Effect of proanthocyanidins on protein composition, conformational structure, IgE binding capacities and functional properties in soybean protein.

This study was performed to determine the crosslinking formed by proanthocyanidins (PC) with respect to IgE binding capacities, functionality, structure and composition of soybean protein (SPI) following the alkali treatment at 60-100 °C. Sodium dodecyl sulfate-polyacrylamide gel electrophoresis (SDS-PAGE) showed the formation of >180 kDa polymers, resulting from the formation of SPI-PC conjugates and protein cross-links. Structural analyses demonstrated that SPI-PC conjugates exhibited structural changes to unfold proteins and increase molecular flexibility. Liquid chromatography coupled to tandem mass spectrometry (LC/MS-MS) showed a decrease in unique protein and peptide numbers as well as major allergen and dominant epitopes abundance.
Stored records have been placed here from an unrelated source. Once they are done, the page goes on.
fn main() {
    // Config artifacts resolve the crispy_config_context_* symbols from the
    // running crispy binary at call time; plugins resolve the engine's data
    // store accessors the same way. Export the dynamic symbol table.
    println!("cargo:rustc-link-arg=-rdynamic");
}
//! Dynamic library opening with lazy symbol binding.

use std::path::Path;

use libloading::Library;

/// Open a shared object with `RTLD_LAZY`, matching the binding mode used
/// for cached artifacts, plugins, configuration modules, and preloads.
/// Lazy binding lets artifacts reference symbols that only resolve once
/// the host process is in the picture (the exported config/engine API).
pub fn open_lazy(path: &Path) -> Result<Library, libloading::Error> {
    let library =
        unsafe { libloading::os::unix::Library::open(Some(path), libloading::os::unix::RTLD_LAZY)? };
    Ok(Library::from(library))
}
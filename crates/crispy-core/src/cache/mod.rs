//! Artifact cache providers.
//!
//! Compiled shared objects are keyed by a content hash over everything
//! that can change the produced artifact. [`FileCache`] is the default
//! filesystem-backed implementation.

mod file;

pub use file::FileCache;

use std::path::{Path, PathBuf};

use crate::error::Result;

/// Capability set required of a cache provider.
///
/// `compute_hash`, `path_for` and `has_valid` are read-only and safe to
/// share across threads; `purge` must be externally serialized.
pub trait CacheProvider {
    /// Compute the cache key for a (source, flags, compiler version)
    /// triple. Deterministic; any change to any input changes the output
    /// with cryptographic confidence.
    fn compute_hash(
        &self,
        source: &[u8],
        extra_flags: Option<&str>,
        compiler_version: &str,
    ) -> String;

    /// The artifact path for a hash. Total and injective.
    fn path_for(&self, hash: &str) -> PathBuf;

    /// Whether a usable artifact exists for `hash`. With a source path the
    /// artifact must also be at least as new as the source; without one
    /// (inline/stdin) existence suffices. Stat failures count as invalid.
    fn has_valid(&self, hash: &str, source_path: Option<&Path>) -> bool;

    /// Remove every artifact managed by this provider. Purging an empty
    /// cache is a success.
    fn purge(&self) -> Result<()>;
}

/// Platform shared-object suffix for cached artifacts.
pub fn artifact_suffix() -> &'static str {
    #[cfg(target_os = "macos")]
    {
        "dylib"
    }
    #[cfg(not(target_os = "macos"))]
    {
        "so"
    }
}
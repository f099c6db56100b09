fn main() {
    // Config artifacts and plugins resolve the crispy_config_context_* and
    // crispy_plugin_engine_* symbols from the host process at call time.
    // Export the dynamic symbol table so test binaries can serve them.
    println!("cargo:rustc-link-arg=-rdynamic");
}
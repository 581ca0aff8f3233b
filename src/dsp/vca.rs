/// VCA (Voltage Controlled Amplifier)
/// Shapes a signal by an envelope level and a fixed output gain
pub struct VCA {
    gain: f32,
}

impl VCA {
    pub fn new(gain: f32) -> Self {
        Self {
            gain: gain.clamp(0.0, 1.0),
        }
    }

    /// signal: audio input
    /// modulation: envelope level (0.0 to 1.0)
    pub fn process(&self, signal: f32, modulation: f32) -> f32 {
        signal * modulation * self.gain
    }
}

impl Default for VCA {
    fn default() -> Self {
        Self::new(0.8)
    }
}
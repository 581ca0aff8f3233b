use super::patch::MetalPatch;
use crate::dsp::{
    envelope::Envelope,
    filter::HighPass,
    noise::NoiseGenerator,
    oscillator::{Oscillator, Shape},
    vca::VCA,
};

/// Inharmonic square-wave partials (Hz) for the metallic tone
const PARTIALS: [f32; 6] = [205.3, 304.4, 369.6, 522.7, 540.0, 800.0];

/// Hi-hat and cymbal synthesizer
/// High-passed blend of white noise and inharmonic square partials
pub struct Metal {
    noise: NoiseGenerator,
    partials: [Oscillator; 6],
    filter: HighPass,
    envelope: Envelope,
    metallic: f32,
    vca: VCA,
}

impl Metal {
    pub fn new(sample_rate: f32, patch: &MetalPatch, seed: u32) -> Self {
        let partials = PARTIALS.map(|_| Oscillator::new(sample_rate, Shape::Square));

        let mut envelope = Envelope::new(sample_rate);
        envelope.set_times(0.001, patch.decay);

        Self {
            noise: NoiseGenerator::for_hit(seed),
            partials,
            filter: HighPass::new(sample_rate, patch.brightness),
            envelope,
            metallic: patch.metallic,
            vca: VCA::default(),
        }
    }

    pub fn trigger(&mut self) {
        for osc in &mut self.partials {
            osc.reset();
        }
        self.filter.reset();
        self.envelope.trigger();
    }

    pub fn is_active(&self) -> bool {
        self.envelope.is_active()
    }

    pub fn next_sample(&mut self) -> f32 {
        let tone: f32 = self
            .partials
            .iter_mut()
            .zip(PARTIALS)
            .map(|(osc, freq)| osc.next_sample(freq))
            .sum::<f32>()
            / PARTIALS.len() as f32;
        let noise = self.noise.next_sample();

        let mixed = noise * (1.0 - self.metallic) + tone * self.metallic;
        let filtered = self.filter.process(mixed);

        self.vca.process(filtered, self.envelope.next_sample())
    }
}
use anyhow::{Result, anyhow};
use serde::{Deserialize, Serialize};

/// Pitch-swept membrane: kick drum and toms
/// A sine sweeps from `pitch_start` down to `pitch_end`, plus a noise
/// transient for the beater click
#[derive(Debug, Clone, Copy, PartialEq, Deserialize, Serialize)]
#[serde(default)]
pub struct MembranePatch {
    #[serde(rename = "pitchstart")]
    pub pitch_start: f32,
    #[serde(rename = "pitchend")]
    pub pitch_end: f32,
    #[serde(rename = "pitchdecay")]
    pub pitch_decay: f32,
    pub decay: f32,
    pub click: f32,
}

impl Default for MembranePatch {
    fn default() -> Self {
        Self {
            pitch_start: 150.0,
            pitch_end: 40.0,
            pitch_decay: 0.05,
            decay: 0.3,
            click: 0.3,
        }
    }
}

impl MembranePatch {
    pub fn validate(&self) -> Result<()> {
        if self.pitch_start < 40.0 || self.pitch_start > 400.0 {
            return Err(anyhow!("Membrane pitchstart must be between 40 and 400 Hz"));
        }
        if self.pitch_end < 30.0 || self.pitch_end > 300.0 {
            return Err(anyhow!("Membrane pitchend must be between 30 and 300 Hz"));
        }
        if self.pitch_end > self.pitch_start {
            return Err(anyhow!("Membrane pitchend must not exceed pitchstart"));
        }
        if self.pitch_decay < 0.005 || self.pitch_decay > 0.5 {
            return Err(anyhow!("Membrane pitchdecay must be between 0.005 and 0.5 seconds"));
        }
        if self.decay < 0.05 || self.decay > 2.0 {
            return Err(anyhow!("Membrane decay must be between 0.05 and 2.0 seconds"));
        }
        if self.click < 0.0 || self.click > 1.0 {
            return Err(anyhow!("Membrane click must be between 0.0 and 1.0"));
        }
        Ok(())
    }
}

/// Snare: two-oscillator shell tone plus filtered noise for the wires
#[derive(Debug, Clone, Copy, PartialEq, Deserialize, Serialize)]
#[serde(default)]
pub struct SnarePatch {
    #[serde(rename = "tonefreq")]
    pub tone_freq: f32,
    #[serde(rename = "tonemix")]
    pub tone_mix: f32,
    pub decay: f32,
    pub snap: f32,
}

impl Default for SnarePatch {
    fn default() -> Self {
        Self {
            tone_freq: 200.0,
            tone_mix: 0.6,
            decay: 0.15,
            snap: 0.7,
        }
    }
}

impl SnarePatch {
    pub fn validate(&self) -> Result<()> {
        if self.tone_freq < 150.0 || self.tone_freq > 300.0 {
            return Err(anyhow!("Snare tonefreq must be between 150 and 300 Hz"));
        }
        if self.tone_mix < 0.0 || self.tone_mix > 1.0 {
            return Err(anyhow!("Snare tonemix must be between 0.0 and 1.0"));
        }
        if self.decay < 0.05 || self.decay > 0.5 {
            return Err(anyhow!("Snare decay must be between 0.05 and 0.5 seconds"));
        }
        if self.snap < 0.0 || self.snap > 1.0 {
            return Err(anyhow!("Snare snap must be between 0.0 and 1.0"));
        }
        Ok(())
    }
}

/// Metallic noise voice: hi-hat, crash and ride
#[derive(Debug, Clone, Copy, PartialEq, Deserialize, Serialize)]
#[serde(default)]
pub struct MetalPatch {
    /// High-pass cutoff in Hz
    pub brightness: f32,
    pub decay: f32,
    /// Balance between white noise (0.0) and square-wave partials (1.0)
    pub metallic: f32,
}

impl Default for MetalPatch {
    fn default() -> Self {
        Self {
            brightness: 7000.0,
            decay: 0.05,
            metallic: 0.4,
        }
    }
}

impl MetalPatch {
    pub fn validate(&self) -> Result<()> {
        if self.brightness < 2000.0 || self.brightness > 12000.0 {
            return Err(anyhow!("Metal brightness must be between 2000 and 12000 Hz"));
        }
        if self.decay < 0.02 || self.decay > 3.0 {
            return Err(anyhow!("Metal decay must be between 0.02 and 3.0 seconds"));
        }
        if self.metallic < 0.0 || self.metallic > 1.0 {
            return Err(anyhow!("Metal metallic must be between 0.0 and 1.0"));
        }
        Ok(())
    }
}

/// Parameter set for one synthesized drum voice
#[derive(Debug, Clone, Copy, PartialEq, Deserialize, Serialize)]
#[serde(rename_all = "lowercase")]
pub enum DrumPatch {
    Membrane(MembranePatch),
    Snare(SnarePatch),
    Metal(MetalPatch),
}

impl DrumPatch {
    pub fn validate(&self) -> Result<()> {
        match self {
            DrumPatch::Membrane(p) => p.validate(),
            DrumPatch::Snare(p) => p.validate(),
            DrumPatch::Metal(p) => p.validate(),
        }
    }
}

#[cfg(test)]
mod tests {
    use super::*;

    #[test]
    fn test_defaults_are_valid() {
        assert!(MembranePatch::default().validate().is_ok());
        assert!(SnarePatch::default().validate().is_ok());
        assert!(MetalPatch::default().validate().is_ok());
    }

    #[test]
    fn test_membrane_sweep_must_fall() {
        let patch = MembranePatch {
            pitch_start: 100.0,
            pitch_end: 200.0,
            ..MembranePatch::default()
        };
        assert!(patch.validate().is_err());
    }

    #[test]
    fn test_out_of_range_rejected() {
        let snare = SnarePatch {
            snap: 1.5,
            ..SnarePatch::default()
        };
        assert!(DrumPatch::Snare(snare).validate().is_err());

        let metal = MetalPatch {
            decay: 10.0,
            ..MetalPatch::default()
        };
        assert!(DrumPatch::Metal(metal).validate().is_err());
    }

    #[test]
    fn test_partial_yaml_uses_defaults() {
        let patch: DrumPatch = serde_yaml::from_str("membrane: { pitchstart: 240 }").unwrap();
        match patch {
            DrumPatch::Membrane(m) => {
                assert_eq!(m.pitch_start, 240.0);
                assert_eq!(m.pitch_end, 40.0);
                assert_eq!(m.click, 0.3);
            }
            other => panic!("expected membrane patch, got {:?}", other),
        }
    }
}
When SPI was treated with PC under the alkali treatment at 80 °C, it exhibited a maximum reduction (68.8 %) in the immunoglobulin E (IgE) binding capacity and a maximum increase in DPPH radical scavenging activities (6.11-fold), ABTS + radical scavenging activities (4.80-fold), foaming stability (6.1 %) and emulsifying activity (27.3 %), compared to the control SPI. Overall, this study demonstrates that alkali treatment at 60-100 °C to form SPI-PC conjugates has potential applications for producing hypoallergenic soybean products with the desired functionality, most especially from alkali treatment at 80 °C. Moreover, the addition of PC pronouncedly alleviates the undesirable functional properties in heated SPI.